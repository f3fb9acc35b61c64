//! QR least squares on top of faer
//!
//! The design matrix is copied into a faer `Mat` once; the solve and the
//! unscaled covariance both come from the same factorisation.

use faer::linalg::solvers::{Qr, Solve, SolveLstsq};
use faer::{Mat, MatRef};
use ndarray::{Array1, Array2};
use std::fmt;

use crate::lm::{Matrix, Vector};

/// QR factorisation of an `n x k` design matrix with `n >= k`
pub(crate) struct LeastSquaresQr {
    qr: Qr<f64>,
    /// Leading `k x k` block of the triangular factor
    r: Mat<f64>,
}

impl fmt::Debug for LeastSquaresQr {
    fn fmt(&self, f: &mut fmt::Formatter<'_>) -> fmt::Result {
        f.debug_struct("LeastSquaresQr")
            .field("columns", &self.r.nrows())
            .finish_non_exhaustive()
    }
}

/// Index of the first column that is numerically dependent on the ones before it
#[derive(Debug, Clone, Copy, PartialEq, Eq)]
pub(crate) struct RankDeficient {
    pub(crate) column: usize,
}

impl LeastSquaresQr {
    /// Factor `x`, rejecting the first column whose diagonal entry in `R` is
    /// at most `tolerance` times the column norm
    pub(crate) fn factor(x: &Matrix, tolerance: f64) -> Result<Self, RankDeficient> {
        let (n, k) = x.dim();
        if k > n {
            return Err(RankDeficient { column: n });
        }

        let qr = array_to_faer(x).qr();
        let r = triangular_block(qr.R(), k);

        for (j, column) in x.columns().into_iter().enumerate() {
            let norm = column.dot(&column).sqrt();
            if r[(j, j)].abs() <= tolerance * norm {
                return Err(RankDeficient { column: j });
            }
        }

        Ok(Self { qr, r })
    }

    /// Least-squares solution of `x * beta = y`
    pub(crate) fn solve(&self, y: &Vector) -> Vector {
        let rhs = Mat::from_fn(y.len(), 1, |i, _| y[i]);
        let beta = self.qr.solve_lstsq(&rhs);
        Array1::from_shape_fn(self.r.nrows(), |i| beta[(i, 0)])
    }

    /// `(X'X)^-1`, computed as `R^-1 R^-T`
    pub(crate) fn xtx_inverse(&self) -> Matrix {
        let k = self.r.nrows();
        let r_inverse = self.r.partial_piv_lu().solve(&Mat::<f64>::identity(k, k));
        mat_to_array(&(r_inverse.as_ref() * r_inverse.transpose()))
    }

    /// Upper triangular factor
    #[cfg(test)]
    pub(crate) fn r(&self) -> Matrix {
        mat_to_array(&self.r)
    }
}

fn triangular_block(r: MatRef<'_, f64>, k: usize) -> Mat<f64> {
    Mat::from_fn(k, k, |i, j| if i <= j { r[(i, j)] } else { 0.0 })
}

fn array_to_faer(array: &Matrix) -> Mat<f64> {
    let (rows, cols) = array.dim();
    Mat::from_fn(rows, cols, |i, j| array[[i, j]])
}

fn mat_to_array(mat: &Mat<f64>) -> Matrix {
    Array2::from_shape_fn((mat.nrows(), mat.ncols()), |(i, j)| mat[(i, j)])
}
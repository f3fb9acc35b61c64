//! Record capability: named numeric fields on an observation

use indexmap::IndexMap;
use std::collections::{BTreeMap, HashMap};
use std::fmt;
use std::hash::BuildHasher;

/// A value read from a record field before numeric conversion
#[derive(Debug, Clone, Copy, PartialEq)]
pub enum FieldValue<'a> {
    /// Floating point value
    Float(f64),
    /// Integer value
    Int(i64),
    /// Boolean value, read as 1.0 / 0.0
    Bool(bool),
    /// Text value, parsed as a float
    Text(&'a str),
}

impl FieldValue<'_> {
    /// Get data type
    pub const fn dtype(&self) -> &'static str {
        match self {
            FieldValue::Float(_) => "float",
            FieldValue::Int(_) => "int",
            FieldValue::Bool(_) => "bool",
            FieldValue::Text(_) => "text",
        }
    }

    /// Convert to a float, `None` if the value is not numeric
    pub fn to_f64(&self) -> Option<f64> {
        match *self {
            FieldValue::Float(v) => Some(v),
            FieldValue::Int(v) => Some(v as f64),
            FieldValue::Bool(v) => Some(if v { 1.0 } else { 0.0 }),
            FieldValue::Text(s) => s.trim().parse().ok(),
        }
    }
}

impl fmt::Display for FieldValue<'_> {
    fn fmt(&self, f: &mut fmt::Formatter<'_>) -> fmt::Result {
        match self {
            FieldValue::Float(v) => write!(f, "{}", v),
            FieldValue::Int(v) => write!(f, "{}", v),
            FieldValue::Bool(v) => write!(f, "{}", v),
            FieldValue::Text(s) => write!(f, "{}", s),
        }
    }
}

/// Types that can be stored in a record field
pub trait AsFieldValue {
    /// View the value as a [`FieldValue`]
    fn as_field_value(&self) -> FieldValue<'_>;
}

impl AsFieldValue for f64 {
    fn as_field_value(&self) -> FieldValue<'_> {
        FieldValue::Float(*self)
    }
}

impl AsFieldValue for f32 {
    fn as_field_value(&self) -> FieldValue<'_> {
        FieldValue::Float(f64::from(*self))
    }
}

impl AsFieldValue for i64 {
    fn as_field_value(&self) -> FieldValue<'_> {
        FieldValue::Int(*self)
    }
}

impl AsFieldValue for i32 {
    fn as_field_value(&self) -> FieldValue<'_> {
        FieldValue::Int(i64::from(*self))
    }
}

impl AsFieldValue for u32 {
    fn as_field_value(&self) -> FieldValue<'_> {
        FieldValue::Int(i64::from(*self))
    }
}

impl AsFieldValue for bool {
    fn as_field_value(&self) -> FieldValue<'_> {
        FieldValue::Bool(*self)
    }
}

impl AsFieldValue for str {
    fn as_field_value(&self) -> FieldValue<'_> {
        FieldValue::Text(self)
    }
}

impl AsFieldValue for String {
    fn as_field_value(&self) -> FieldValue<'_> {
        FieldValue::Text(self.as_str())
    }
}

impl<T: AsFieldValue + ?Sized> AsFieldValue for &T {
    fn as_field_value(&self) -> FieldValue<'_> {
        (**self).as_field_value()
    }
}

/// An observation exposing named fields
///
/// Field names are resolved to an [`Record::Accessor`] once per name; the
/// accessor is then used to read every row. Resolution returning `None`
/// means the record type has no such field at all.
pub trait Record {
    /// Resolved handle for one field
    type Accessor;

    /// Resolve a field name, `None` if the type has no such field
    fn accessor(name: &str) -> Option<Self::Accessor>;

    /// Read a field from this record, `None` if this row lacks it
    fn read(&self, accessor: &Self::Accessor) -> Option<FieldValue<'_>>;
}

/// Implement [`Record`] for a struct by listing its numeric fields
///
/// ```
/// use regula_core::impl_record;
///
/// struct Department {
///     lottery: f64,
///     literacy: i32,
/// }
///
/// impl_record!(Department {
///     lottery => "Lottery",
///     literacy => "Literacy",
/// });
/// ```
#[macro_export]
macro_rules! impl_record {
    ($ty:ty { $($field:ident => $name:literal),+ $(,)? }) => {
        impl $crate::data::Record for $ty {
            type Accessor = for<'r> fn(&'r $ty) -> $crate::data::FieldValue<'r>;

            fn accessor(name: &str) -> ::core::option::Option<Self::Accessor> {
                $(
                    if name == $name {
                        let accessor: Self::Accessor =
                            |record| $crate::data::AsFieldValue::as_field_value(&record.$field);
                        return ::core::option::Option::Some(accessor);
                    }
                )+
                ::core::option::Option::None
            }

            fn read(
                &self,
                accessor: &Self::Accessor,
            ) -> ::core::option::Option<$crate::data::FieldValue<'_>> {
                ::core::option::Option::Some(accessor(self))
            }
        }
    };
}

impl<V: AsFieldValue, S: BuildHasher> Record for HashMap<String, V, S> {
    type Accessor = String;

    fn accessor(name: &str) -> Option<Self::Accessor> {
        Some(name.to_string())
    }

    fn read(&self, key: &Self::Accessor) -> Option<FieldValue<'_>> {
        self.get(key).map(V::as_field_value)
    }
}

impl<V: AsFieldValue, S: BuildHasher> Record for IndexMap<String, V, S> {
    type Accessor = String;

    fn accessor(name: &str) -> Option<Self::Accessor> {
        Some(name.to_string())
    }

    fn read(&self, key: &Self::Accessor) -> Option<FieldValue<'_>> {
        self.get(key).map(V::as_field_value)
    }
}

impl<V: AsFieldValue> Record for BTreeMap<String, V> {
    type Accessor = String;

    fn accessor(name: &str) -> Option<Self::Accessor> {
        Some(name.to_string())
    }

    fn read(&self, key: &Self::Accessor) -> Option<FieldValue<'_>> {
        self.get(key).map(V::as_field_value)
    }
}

------------------------------------------------------------------------

__WHAT IS BEING ASKED__. Scan the material above for lines holding "nrows" and copy each of them.

__ANSWER TO THIS TASK__.
            .field("columns", &self.r.nrows())
        Array1::from_shape_fn(self.r.nrows(), |i| beta[(i, 0)])
        let k = self.r.nrows();
    Array2::from_shape_fn((mat.nrows(), mat.ncols()), |(i, j)| mat[(i, j)])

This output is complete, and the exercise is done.